Maybe the African American community have good reasons to be angry or resentful but the strategy of using political pressure to solve it has backfired.
Thomas Sowell made an interesting (and controversial) statement. He remarked that the original slaves were the ones who paid "reparations" to their descendants by allowing them to live their lives in the U.S., having a much better life than they would have had in Africa. Now, the "unfairness" of this is that my own ancestors did not have to pay such a high price on my behalf.

My own lineage contains no wealth, my entire family prior to about 1955 was pretty much hand-to-mouth, my parents didn't start to accumulate wealth until they were in their forties, and compared to my ancestors who came before me, I was born with a silver spoon in my mouth, even though I worked hard for forty years myself to get to where I am today (retired, pretty much entrenched in the middle class). Any inequality that exists today is much less than it was than a generation ago, and I'm thinking it will be much less still as time goes on. Unless, of course, the BLM and CRT knuckleheads set that progress back a couple of generations first. You can see what fruits the "defund the police" movement have created in the last year alone - the advocates for that have done FAR more damage than the supposed "systematic racism" that started the movement to begin with. Geniuses, they aren't.

 
Old 05-05-2021, 02:51 AM
 
Location: MI
174 posts, read 503,464 times
Reputation: 237
I think racism is bad including dog whistles like "scientific racism." It is pretty clear if you study science that there's not really a hard border between races. That being said America in its racist era chose to be fixated on race. The culture marinated in an obsession over racial issues for centuries so it is tough to suddenly say, "It's time to quit caring about race." I say this as somebody who thinks it is absolutely time to quit caring about race and just treat people like people, my point is that Rome wasn't built in a day. We can't just take a race obsessed nation and suddenly make it not be that.

There's also a tendency in human history that people like to flex their power. It is pretty rare for one group of oppressed people to come to power and take the high road. It has happened but it's rare. Mandela wanted South Africa to take the high road but in practice it hasn't been easy. There's a lot of people who suffered under racism in SA and want catharsis. Same thing in America. All the words of Mandela and MLK are not going to fix it.

White people had centuries of oppressing everyone else. Now most white people did not want oppression. It is just true that there aren't a lot of courageous people. My grandparents grew up in the South in the old days and moved North. I never remember them as being hardcore KKK racists. They had old fashioned views on some things but didn't hate any race. In fact most people were like them. However they were not courageous civil rights activists who boldly declared their beliefs. There were a few white people like that but not many. Most people are average. Most Germans weren't as obsessed with killing Jews as Hitler was but most were also not willing to put their own necks out there to stop it. People have been like that throughout history and there's a reason why there are certain select few that we remember as heroes because there are so few.

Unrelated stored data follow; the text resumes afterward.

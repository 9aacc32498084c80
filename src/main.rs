mod demo;
use anyhow::Result;
use tracing_subscriber::{fmt, prelude::*};
use tabulated::consts::DEMO_CONFIG;
use mimalloc::MiMalloc;
#[global_allocator]
static GLOBAL: MiMalloc = MiMalloc;
fn init_logging() -> Result<()> {
    tracing_subscriber::registry()
        .with(DEMO_CONFIG.log_level)
        .with(fmt::layer()
            .without_time()
            .with_target(false)
            .with_thread_names(false))
        .try_init()?;
    Ok(())
}
fn main() -> Result<()> {
    init_logging()?;
    tracing::info!("demo_config: {:?}", *DEMO_CONFIG);
    demo::run(&DEMO_CONFIG)
}
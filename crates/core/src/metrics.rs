//! Metrics definitions for the aggregation engine.
//!
//! Metrics are collected using the `metrics` crate and exported to
//! Prometheus via `metrics-exporter-prometheus` (installed by the binary).

use metrics::{counter, describe_counter, describe_histogram, histogram};
use std::time::Instant;

/// Initialize all metric descriptions.
/// Call this once at startup before any metrics are recorded.
pub fn init_metrics() {
    describe_counter!(
        "events_processed_total",
        "Total number of events successfully aggregated"
    );
    describe_counter!(
        "handler_errors_total",
        "Total number of handler errors during event processing"
    );
    describe_counter!(
        "sources_registered_total",
        "Total number of vault addresses registered as event sources"
    );
    describe_histogram!(
        "event_processing_duration_seconds",
        "Time taken to process one event in seconds"
    );
}

/// Record a successfully processed event.
pub fn record_event_processed(kind: &str) {
    counter!("events_processed_total", "kind" => kind.to_string()).increment(1);
}

/// Record a handler error.
pub fn record_handler_error(handler: &str, kind: &str) {
    counter!("handler_errors_total", "handler" => handler.to_string(), "kind" => kind.to_string())
        .increment(1);
}

/// Record a new event-source registration.
pub fn record_source_registered() {
    counter!("sources_registered_total").increment(1);
}

/// Record event processing duration.
pub fn record_processing_duration(duration_secs: f64) {
    histogram!("event_processing_duration_seconds").record(duration_secs);
}

/// A timer that automatically records duration when dropped.
pub struct ProcessingTimer {
    start: Instant,
}

impl ProcessingTimer {
    /// Start a new processing timer.
    pub fn new() -> Self {
        Self {
            start: Instant::now(),
        }
    }
}

impl Default for ProcessingTimer {
    fn default() -> Self {
        Self::new()
    }
}

impl Drop for ProcessingTimer {
    fn drop(&mut self) {
        let duration = self.start.elapsed().as_secs_f64();
        record_processing_duration(duration);
    }
}
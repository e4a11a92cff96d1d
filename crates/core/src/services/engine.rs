//! Aggregation engine - ordered single-pass event dispatch.
//!
//! The engine consumes decoded events one at a time, in the canonical order
//! defined by the upstream transport (block number, then log index), and runs
//! the matching handler to completion before the next event is considered.
//! Ordering is a correctness requirement: running totals are computed
//! incrementally from prior state, so replaying events out of order or
//! skipping one silently corrupts every downstream aggregate.

use std::sync::Arc;

use tracing::{debug, instrument, trace};

use crate::error::{DomainError, EngineResult};
use crate::metrics::{record_event_processed, record_handler_error, ProcessingTimer};
use crate::models::StakingEvent;
use crate::ports::{EntityStore, HandlerContext, HandlerRegistry, SourceRegistry};

/// Event-driven state aggregation engine.
///
/// # Flow
///
/// One event in → locate/create primary entity → apply mutation →
/// cross-update related entities → recompute day-bucket rollup → persist.
/// No component calls back into an earlier one; the flow is strictly a
/// single pass per event.
///
/// # Failure model
///
/// A storage failure is fatal to the current event's processing and
/// propagates to the caller. Because every handler mutation is keyed
/// deterministically and idempotent, recovery is re-running the event from
/// the top of its handler; a crash mid-batch is recovered by rerunning from
/// the last persisted position.
pub struct AggregationEngine {
    ctx: HandlerContext,
    handlers: Arc<HandlerRegistry>,
}

impl AggregationEngine {
    pub fn new(
        store: Arc<dyn EntityStore>,
        sources: Arc<dyn SourceRegistry>,
        handlers: Arc<HandlerRegistry>,
    ) -> Self {
        Self {
            ctx: HandlerContext::new(store, sources),
            handlers,
        }
    }

    /// Apply one event's mutations to the derived entity graph.
    #[instrument(skip_all, fields(block = event.meta.block_number, log = event.meta.log_index, kind = %event.kind()))]
    pub async fn apply(&self, event: &StakingEvent) -> EngineResult<()> {
        let kind = event.kind();

        // Every protocol event kind must be wired to a handler; a miss is a
        // configuration bug, not a skippable event.
        let handler = self
            .handlers
            .get(kind)
            .ok_or_else(|| DomainError::HandlerNotFound(kind.to_string()))?;

        trace!(handler = handler.name(), "Dispatching event");
        let _timer = ProcessingTimer::new();

        if let Err(e) = handler.handle(event, &self.ctx).await {
            record_handler_error(handler.name(), &kind.to_string());
            return Err(e.into());
        }

        record_event_processed(&kind.to_string());
        Ok(())
    }

    /// Apply an ordered sequence of events, stopping at the first failure.
    ///
    /// Returns the number of events applied.
    pub async fn replay<I>(&self, events: I) -> EngineResult<u64>
    where
        I: IntoIterator<Item = StakingEvent>,
    {
        let mut applied = 0u64;
        for event in events {
            self.apply(&event).await?;
            applied += 1;
            if applied % 1000 == 0 {
                debug!(applied, "Replay progress");
            }
        }
        Ok(applied)
    }
}

#[cfg(test)]
mod tests {
    use super::*;
    use std::sync::atomic::{AtomicU64, Ordering};

    use async_trait::async_trait;

    use crate::entities::EntityKind;
    use crate::error::{DomainResult, StorageResult};
    use crate::models::{Address, EventKind, EventMeta, EventPayload, NetworkRegistered, TxHash};
    use crate::ports::{EventHandler, WatchedSources};

    struct NullStore;

    #[async_trait]
    impl EntityStore for NullStore {
        async fn load(
            &self,
            _kind: EntityKind,
            _id: &str,
        ) -> StorageResult<Option<serde_json::Value>> {
            Ok(None)
        }
        async fn save(
            &self,
            _kind: EntityKind,
            _id: &str,
            _data: serde_json::Value,
        ) -> StorageResult<()> {
            Ok(())
        }
    }

    struct CountingHandler {
        calls: Arc<AtomicU64>,
    }

    #[async_trait]
    impl EventHandler for CountingHandler {
        fn name(&self) -> &'static str {
            "counting"
        }
        fn kinds(&self) -> &'static [EventKind] {
            &[EventKind::NetworkRegistered]
        }
        async fn handle(&self, _: &StakingEvent, _: &HandlerContext) -> DomainResult<()> {
            self.calls.fetch_add(1, Ordering::SeqCst);
            Ok(())
        }
    }

    fn sample_event() -> StakingEvent {
        StakingEvent {
            meta: EventMeta {
                tx_hash: TxHash::from([1; 32]),
                log_index: 0,
                block_number: 1,
                timestamp: 1_700_000_000,
                origin: Address::from([2; 20]),
                tx_from: Address::from([3; 20]),
            },
            payload: EventPayload::NetworkRegistered(NetworkRegistered {
                network: Address::from([4; 20]),
                admin: Address::from([5; 20]),
            }),
        }
    }

    #[tokio::test]
    async fn test_apply_dispatches_to_registered_handler() {
        let calls = Arc::new(AtomicU64::new(0));
        let mut registry = HandlerRegistry::new();
        registry.register(Arc::new(CountingHandler {
            calls: calls.clone(),
        }));

        let engine = AggregationEngine::new(
            Arc::new(NullStore),
            Arc::new(WatchedSources::new()),
            Arc::new(registry),
        );

        engine.apply(&sample_event()).await.unwrap();
        assert_eq!(calls.load(Ordering::SeqCst), 1);
    }

    // Un kind sans handler est un bug de câblage, pas un événement ignorable
    #[tokio::test]
    async fn test_apply_fails_for_unwired_kind() {
        let engine = AggregationEngine::new(
            Arc::new(NullStore),
            Arc::new(WatchedSources::new()),
            Arc::new(HandlerRegistry::new()),
        );

        let err = engine.apply(&sample_event()).await.unwrap_err();
        assert!(err.to_string().contains("Handler not found"));
    }

    #[tokio::test]
    async fn test_replay_counts_applied_events() {
        let calls = Arc::new(AtomicU64::new(0));
        let mut registry = HandlerRegistry::new();
        registry.register(Arc::new(CountingHandler {
            calls: calls.clone(),
        }));

        let engine = AggregationEngine::new(
            Arc::new(NullStore),
            Arc::new(WatchedSources::new()),
            Arc::new(registry),
        );

        let applied = engine
            .replay(vec![sample_event(), sample_event(), sample_event()])
            .await
            .unwrap();
        assert_eq!(applied, 3);
        assert_eq!(calls.load(Ordering::SeqCst), 3);
    }
}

The bottom line is that strong personalities tend to win out. I have had a few co-workers I worked with who I just kind of deferred to because I didn't want the conflict because at the end of the day I knew they cared a lot more than I did and were the type of people who would make your life miserable for the sake of being right even if it gained them nothing. So you just kind of lay low. You know they are wrong but you don't trust that everyone else is going to care enough to take your side. It is like that with racism. The racists who yelled and screamed at the top of their lungs didn't have followers so much as people who felt like if they stood up to them that they would just end up getting steamrolled and nobody would join in. It took MLK and others to rally the people against them. They used their courage to wake up the people.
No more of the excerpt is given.